Junior est un garçon de 9 ans aux cheveux bouclés, dont le rêve est de poser pour une photo comme chanteur à la mode avec une coiffure bien lissée. Il habite à Caracas avec sa mère et son petit frère de deux ans. Dans une ville grouillante où règne la violence qui s’immisce peu à peu à l’intérieur des sphères privées et où la survie est devenue un combat quotidien, le petit garçon cherche son identité. Entouré de femmes (sa mère, sa grand-mère paternelle et sa copine qui, elle, rêve de devenir miss), Junior cherche son identité en absence de repères masculins – la mort du père assassiné est juste évoquée. Il représente donc en quelque sorte l’écartèlement de la société vénézuélienne dans son ensemble : société à la fois matriarcale et très machiste, dans laquelle les hommes ont déserté le foyer en laissant le soin aux femmes d’élever les enfants, société également de l’apparence et de la masculinité. Pour l’heure, Junior a donc un problème d’identification, ne se reconnait pas lorsqu’il se regarde dans un miroir, tenant de démêler ses boucles et, par conséquent, s’affronte avec sa mère, sèche et désemparée, mal aimante envers un garçon qu’elle veut protéger en s’y prenant mal et en transférant sur ses frêles épaules le rôle de l’homme de la maison. La réalisatrice Mariana Rondón entretient à dessein une certaine ambigüité et laisse aussi dans l’ombre certaines zones du récit. Ainsi l’attrait de Junior pour le jeune épicier révèle-t-il les prémisses d’une tendance homosexuelle ou exprime-t-il juste la recherche d’une figure masculine ?

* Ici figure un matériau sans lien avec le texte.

use std::io::{self, Read, Seek, SeekFrom};

/// Byte-oriented input consumed by [`Locator`](super::locate::Locator).
///
/// Every source reports its read position. Random access is optional: a
/// source that cannot reposition answers `false` from [`Source::can_seek`]
/// and fails [`Source::set_position`].
pub trait Source {
    /// Reads up to `buf.len()` bytes, returning how many were read.
    fn read(&mut self, buf: &mut [u8]) -> io::Result<usize>;

    /// Current read position in bytes from the start of the stream.
    fn position(&mut self) -> io::Result<u64>;

    fn can_seek(&self) -> bool;

    fn set_position(&mut self, position: u64) -> io::Result<()>;

    /// Reads until `buf` is full or the source is exhausted.
    ///
    /// A count below `buf.len()` means end of input.
    fn read_full(&mut self, buf: &mut [u8]) -> io::Result<usize> {
        let mut filled = 0;

        while filled < buf.len() {
            match self.read(&mut buf[filled..]) {
                Ok(0) => break,
                Ok(n) => filled += n,
                Err(e) if e.kind() == io::ErrorKind::Interrupted => continue,
                Err(e) => return Err(e),
            }
        }

        Ok(filled)
    }
}

impl<S: Source + ?Sized> Source for Box<S> {
    fn read(&mut self, buf: &mut [u8]) -> io::Result<usize> {
        (**self).read(buf)
    }

    fn position(&mut self) -> io::Result<u64> {
        (**self).position()
    }

    fn can_seek(&self) -> bool {
        (**self).can_seek()
    }

    fn set_position(&mut self, position: u64) -> io::Result<()> {
        (**self).set_position(position)
    }
}

/// Random access source over anything implementing [`Read`] and [`Seek`].
#[derive(Debug)]
pub struct Seekable<R> {
    inner: R,
}

impl<R: Read + Seek> Seekable<R> {
    pub fn new(inner: R) -> Self {
        Self { inner }
    }

    pub fn into_inner(self) -> R {
        self.inner
    }
}

impl<R: Read + Seek> Source for Seekable<R> {
    fn read(&mut self, buf: &mut [u8]) -> io::Result<usize> {
        self.inner.read(buf)
    }

    fn position(&mut self) -> io::Result<u64> {
        self.inner.stream_position()
    }

    fn can_seek(&self) -> bool {
        true
    }

    fn set_position(&mut self, position: u64) -> io::Result<()> {
        self.inner.seek(SeekFrom::Start(position)).map(|_| ())
    }
}

/// Forward-only source, e.g. a pipe.
///
/// The position is the number of bytes read so far.
#[derive(Debug)]
pub struct Sequential<R> {
    inner: R,
    position: u64,
}

impl<R: Read> Sequential<R> {
    pub fn new(inner: R) -> Self {
        Self { inner, position: 0 }
    }

    pub fn into_inner(self) -> R {
        self.inner
    }
}

impl<R: Read> Source for Sequential<R> {
    fn read(&mut self, buf: &mut [u8]) -> io::Result<usize> {
        let n = self.inner.read(buf)?;
        self.position += n as u64;
        Ok(n)
    }

    fn position(&mut self) -> io::Result<u64> {
        Ok(self.position)
    }

    fn can_seek(&self) -> bool {
        false
    }

    fn set_position(&mut self, _position: u64) -> io::Result<()> {
        Err(io::Error::new(
            io::ErrorKind::Unsupported,
            "sequential source cannot be repositioned",
        ))
    }
}

#[cfg(test)]
mod tests {
    use super::*;
    use std::io::Cursor;

    /// Hands out at most two bytes per read.
    struct Trickle<'a>(&'a [u8]);

    impl Read for Trickle<'_> {
        fn read(&mut self, buf: &mut [u8]) -> io::Result<usize> {
            let n = buf.len().min(2).min(self.0.len());
            buf[..n].copy_from_slice(&self.0[..n]);
            self.0 = &self.0[n..];
            Ok(n)
        }
    }

    #[test]
    fn read_full_joins_short_reads() -> io::Result<()> {
        let mut source = Sequential::new(Trickle(&[1, 2, 3, 4, 5]));
        let mut buf = [0u8; 4];

        assert_eq!(source.read_full(&mut buf)?, 4);
        assert_eq!(buf, [1, 2, 3, 4]);
        assert_eq!(source.position()?, 4);

        assert_eq!(source.read_full(&mut buf)?, 1);
        assert_eq!(source.position()?, 5);
        assert_eq!(source.read_full(&mut buf)?, 0);

        Ok(())
    }

    #[test]
    fn sequential_cannot_seek() {
        let mut source = Sequential::new(&[0u8; 8][..]);
        assert!(!source.can_seek());
        assert!(source.set_position(2).is_err());
    }

    #[test]
    fn seekable_repositions() -> io::Result<()> {
        let mut source: Box<dyn Source> = Box::new(Seekable::new(Cursor::new(vec![9u8, 8, 7, 6])));
        assert!(source.can_seek());

        source.set_position(2)?;
        let mut buf = [0u8; 4];
        assert_eq!(source.read_full(&mut buf)?, 2);
        assert_eq!(&buf[..2], &[7, 6]);
        assert_eq!(source.position()?, 4);

        Ok(())
    }
}
#![doc = include_str!("../README.md")]
//!
//! ## Technical Overview
//!
//! Frame synchronization and header parsing for MPEG-1/2/2.5 audio
//! elementary streams (Layers I, II and III).
//!
//! ### Bitstream Organization
//!
//! A stream is a sequence of frames. Each frame starts with a 4-byte header
//! beginning with an 11-bit sync pattern, followed by optional CRC, side
//! information and main data. Anything between frames (tags, junk) is
//! skipped during synchronization.
//!
//! ### False Sync
//!
//! Eleven set bits occur often in compressed data. A window is only accepted
//! when every header field is valid and the layer matches the one requested,
//! otherwise the scan moves on by a single byte.
//!
//! ## Quick Start
//!
//! 1. Wrap a reader in a [`process::source::Source`] adapter
//! 2. Locate frames with [`process::locate::Locator`]
//! 3. Read each frame's bytes back for the decoder
//!
//! ```rust,no_run
//! use std::io::Cursor;
//! use mpa::process::{locate::Locator, source::Seekable};
//!
//! let data = std::fs::read("stream.mp3")?;
//! let mut locator = Locator::new(Seekable::new(Cursor::new(data)));
//! let mut buffer = Vec::new();
//!
//! while let Ok(frame) = locator.locate_next() {
//!     let read = locator.read_payload(&frame, &mut buffer, 0)?;
//!     println!("{}: {read} bytes", frame.header);
//! }
//! # Ok::<(), Box<dyn std::error::Error>>(())
//! ```

/// Frame location and input sources.
///
/// 1. **Sources** ([`process::source`]): Sequential and random access input.
/// 2. **Location** ([`process::locate`]): Sync search and frame read-back.
pub mod process;

/// Data structures representing format components.
///
/// - **Headers** ([`structs::header`]): Frame header fields and lookup tables
pub mod structs;

/// Utility functions and supporting infrastructure.
///
/// - **Bitstream I/O** ([`utils::bitstream_io`]): Bit-level reading
/// - **Error Handling** ([`utils::errors`]): Error types
pub mod utils;
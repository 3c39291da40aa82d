//! Normalized drafts and final invoice records.

use chrono::NaiveDate;
use rust_decimal::Decimal;
use serde::{Deserialize, Serialize};

use super::draft::{Draft, DraftCustomer, DraftItem};
use crate::invoice::rules::amounts::round2;

/// A draft after validation, repair and fallback extraction.
///
/// Every numeric field satisfies its bound: quantities are strictly positive
/// and unit prices are non-negative.
#[derive(Debug, Clone, PartialEq, Serialize, Deserialize)]
pub struct NormalizedDraft {
    /// Resolved currency code.
    pub currency: String,

    /// Fully populated customer.
    pub customer: Customer,

    /// Validated line items, in draft order.
    pub items: Vec<NormalizedItem>,

    /// Inconsistencies reported by the draft, carried through unchanged.
    #[serde(default, skip_serializing_if = "Vec::is_empty")]
    pub inconsistencies: Vec<String>,

    /// Observations, carried through unchanged.
    #[serde(skip_serializing_if = "Option::is_none")]
    pub observations: Option<String>,
}

impl NormalizedDraft {
    /// Turn the normalized structure back into a draft with every field set.
    pub fn to_draft(&self, raw_text: impl Into<String>) -> Draft {
        Draft {
            raw_text: raw_text.into(),
            customer: DraftCustomer {
                name: Some(self.customer.name.clone()),
                document_type: Some(self.customer.document_type.clone()),
                document_number: Some(self.customer.document_number.clone()),
                address: self.customer.address.clone(),
            },
            suggested_kind: None,
            currency: Some(self.currency.clone()),
            items: self
                .items
                .iter()
                .map(|item| DraftItem::new(item.description.clone(), item.quantity, item.unit_price))
                .collect(),
            observations: self.observations.clone(),
            inconsistencies: self.inconsistencies.clone(),
        }
    }
}

/// The customer an invoice is issued to.
#[derive(Debug, Clone, PartialEq, Eq, Serialize, Deserialize)]
pub struct Customer {
    /// Identifier type (RUC, DNI, ...).
    pub document_type: String,

    /// Identifier value.
    pub document_number: String,

    /// Display / legal name.
    pub name: String,

    pub address: Option<String>,
}

/// A validated line item, not yet priced.
#[derive(Debug, Clone, PartialEq, Serialize, Deserialize)]
pub struct NormalizedItem {
    pub description: String,
    pub quantity: Decimal,
    pub unit_price: Decimal,
}

impl NormalizedItem {
    pub fn new(description: impl Into<String>, quantity: Decimal, unit_price: Decimal) -> Self {
        Self {
            description: description.into(),
            quantity,
            unit_price,
        }
    }
}

/// The fully priced invoice record.
#[derive(Debug, Clone, PartialEq, Serialize, Deserialize)]
pub struct FinalInvoice {
    /// Invoice header information.
    pub header: InvoiceHeader,

    /// Issuer (seller), taken from configuration.
    pub issuer: Issuer,

    /// Customer (buyer).
    pub customer: Customer,

    /// Priced line items.
    pub items: Vec<InvoiceLine>,

    /// Invoice totals.
    pub totals: InvoiceTotals,

    /// Source text and warnings.
    pub metadata: InvoiceMetadata,
}

/// Invoice header.
#[derive(Debug, Clone, PartialEq, Serialize, Deserialize)]
pub struct InvoiceHeader {
    /// Internal identifier, `{prefix}-{YYYYMMDD}-{number}`.
    pub internal_id: String,

    pub document_kind: DocumentKind,

    pub series: String,

    /// Zero-padded document number.
    pub number: String,

    pub issue_date: NaiveDate,

    pub currency: String,
}

/// Type of document issued.
#[derive(Debug, Clone, Copy, PartialEq, Eq, Serialize, Deserialize)]
pub enum DocumentKind {
    /// Tax invoice, issued to customers identified by RUC.
    #[serde(rename = "FACTURA")]
    Invoice,
    /// Sales receipt, for any other customer.
    #[serde(rename = "BOLETA")]
    Receipt,
}

impl DocumentKind {
    /// Label printed on the document.
    pub fn label(&self) -> &'static str {
        match self {
            DocumentKind::Invoice => "FACTURA",
            DocumentKind::Receipt => "BOLETA",
        }
    }
}

/// The issuing company.
#[derive(Debug, Clone, PartialEq, Eq, Serialize, Deserialize)]
#[serde(default)]
pub struct Issuer {
    pub ruc: String,
    pub legal_name: String,
    pub address: String,
}

impl Default for Issuer {
    fn default() -> Self {
        Self {
            ruc: "20123456789".to_string(),
            legal_name: "Mi Empresa SAC".to_string(),
            address: "Av. Ficticia 123, Lima".to_string(),
        }
    }
}

/// A priced line on the invoice.
#[derive(Debug, Clone, PartialEq, Serialize, Deserialize)]
pub struct InvoiceLine {
    /// 1-based position.
    pub index: u32,
    pub description: String,
    pub quantity: Decimal,
    pub unit_price: Decimal,
    /// `round2(quantity * unit_price)`.
    pub amount: Decimal,
}

/// Invoice totals.
#[derive(Debug, Clone, Default, PartialEq, Serialize, Deserialize)]
pub struct InvoiceTotals {
    pub net: Decimal,
    pub tax_rate: Decimal,
    pub tax: Decimal,
    pub total: Decimal,
}

/// Provenance of the invoice.
#[derive(Debug, Clone, Default, PartialEq, Serialize, Deserialize)]
pub struct InvoiceMetadata {
    /// Original request text, verbatim.
    pub source_text: String,

    /// Every automatic correction, in the order it was applied.
    #[serde(default)]
    pub warnings: Vec<String>,
}

impl FinalInvoice {
    /// Check the invoice for internal consistency and return any issues found.
    pub fn validate(&self) -> Vec<String> {
        let mut issues = Vec::new();

        if self.header.internal_id.is_empty() {
            issues.push("Missing internal identifier".to_string());
        }

        if self.items.is_empty() {
            issues.push("No line items".to_string());
        }

        for (position, line) in self.items.iter().enumerate() {
            let expected_index = position as u32 + 1;
            if line.index != expected_index {
                issues.push(format!(
                    "Line {} has index {}",
                    expected_index, line.index
                ));
            }

            if line.quantity <= Decimal::ZERO {
                issues.push(format!("Line {} has a non-positive quantity", line.index));
            }

            if line.unit_price < Decimal::ZERO {
                issues.push(format!("Line {} has a negative unit price", line.index));
            }

            match line.quantity.checked_mul(line.unit_price).map(round2) {
                Some(expected_amount) if line.amount != expected_amount => {
                    issues.push(format!(
                        "Line {} amount ({}) differs from quantity x price ({})",
                        line.index, line.amount, expected_amount
                    ));
                }
                Some(_) => {}
                None => issues.push(format!(
                    "Line {} quantity x price is out of range",
                    line.index
                )),
            }
        }

        let line_sum = self
            .items
            .iter()
            .try_fold(Decimal::ZERO, |acc, line| acc.checked_add(line.amount));
        match line_sum.map(round2) {
            Some(calculated_net) if calculated_net != self.totals.net => {
                issues.push(format!(
                    "Line item net total ({}) differs from totals ({})",
                    calculated_net, self.totals.net
                ));
            }
            Some(_) => {}
            None => issues.push("Line item net total is out of range".to_string()),
        }

        match self.totals.net.checked_add(self.totals.tax) {
            Some(expected_total) if expected_total != self.totals.total => {
                issues.push(format!(
                    "Total ({}) differs from net plus tax ({})",
                    self.totals.total, expected_total
                ));
            }
            Some(_) => {}
            None => issues.push("Net plus tax is out of range".to_string()),
        }

        issues
    }
}

#[cfg(test)]
mod tests {
    use super::*;
    use pretty_assertions::assert_eq;

    fn sample_invoice() -> FinalInvoice {
        FinalInvoice {
            header: InvoiceHeader {
                internal_id: "INV-20240115-000042".to_string(),
                document_kind: DocumentKind::Invoice,
                series: "F001".to_string(),
                number: "000042".to_string(),
                issue_date: NaiveDate::from_ymd_opt(2024, 1, 15).unwrap(),
                currency: "PEN".to_string(),
            },
            issuer: Issuer::default(),
            customer: Customer {
                document_type: "RUC".to_string(),
                document_number: "20987654321".to_string(),
                name: "ACME SAC".to_string(),
                address: None,
            },
            items: vec![InvoiceLine {
                index: 1,
                description: "Consultoria".to_string(),
                quantity: Decimal::from(2),
                unit_price: Decimal::new(10000, 2),
                amount: Decimal::new(20000, 2),
            }],
            totals: InvoiceTotals {
                net: Decimal::new(20000, 2),
                tax_rate: Decimal::new(18, 2),
                tax: Decimal::new(3600, 2),
                total: Decimal::new(23600, 2),
            },
            metadata: InvoiceMetadata::default(),
        }
    }

    #[test]
    fn test_validate_consistent_invoice() {
        assert!(sample_invoice().validate().is_empty());
    }

    #[test]
    fn test_validate_reports_tampered_totals() {
        let mut invoice = sample_invoice();
        invoice.items[0].amount = Decimal::new(19999, 2);
        invoice.totals.total = Decimal::new(23700, 2);

        let issues = invoice.validate();
        assert_eq!(issues.len(), 3);
        assert!(issues[0].starts_with("Line 1 amount"));
    }

    #[test]
    fn test_validate_reports_unrepresentable_line() {
        let mut invoice = sample_invoice();
        invoice.items[0].quantity = Decimal::from(1_000_000_000_000_000_i64);
        invoice.items[0].unit_price = Decimal::from(1_000_000_000_000_000_i64);

        let issues = invoice.validate();
        assert_eq!(issues, vec!["Line 1 quantity x price is out of range".to_string()]);
    }

    #[test]
    fn test_document_kind_serializes_as_label() {
        assert_eq!(
            serde_json::to_string(&DocumentKind::Receipt).unwrap(),
            "\"BOLETA\""
        );
        assert_eq!(DocumentKind::Invoice.label(), "FACTURA");
    }

    #[test]
    fn test_to_draft_keeps_every_field() {
        let normalized = NormalizedDraft {
            currency: "PEN".to_string(),
            customer: sample_invoice().customer,
            items: vec![NormalizedItem::new("Soporte", Decimal::ONE, Decimal::from(50))],
            inconsistencies: vec!["ambiguo".to_string()],
            observations: Some("urgente".to_string()),
        };

        let draft = normalized.to_draft("texto");
        assert_eq!(draft.raw_text, "texto");
        assert_eq!(draft.currency.as_deref(), Some("PEN"));
        assert_eq!(draft.items.len(), 1);
        assert_eq!(draft.inconsistencies, normalized.inconsistencies);
        assert_eq!(draft.observations, normalized.observations);
    }
}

Mais une chose est sûre : l’existence à Caracas dans ces immeubles immenses et délabrés, vestiges de ce qui fut une véritable utopie urbanistique il y a un demi-siècle, largement influencée par les projets de Le Corbusier chez le grand voisin brésilien, est difficile, transformée en un combat de tous les jours où la solidarité de la famille ou des voisines s’émousse et où tout se marchande (une baise contre la promesse d’un boulot). L’apprentissage de Junior est nécessairement douloureux, quêtant l’approbation et le regard de sa mère, acceptant même un ultime sacrifice pour lui plaire.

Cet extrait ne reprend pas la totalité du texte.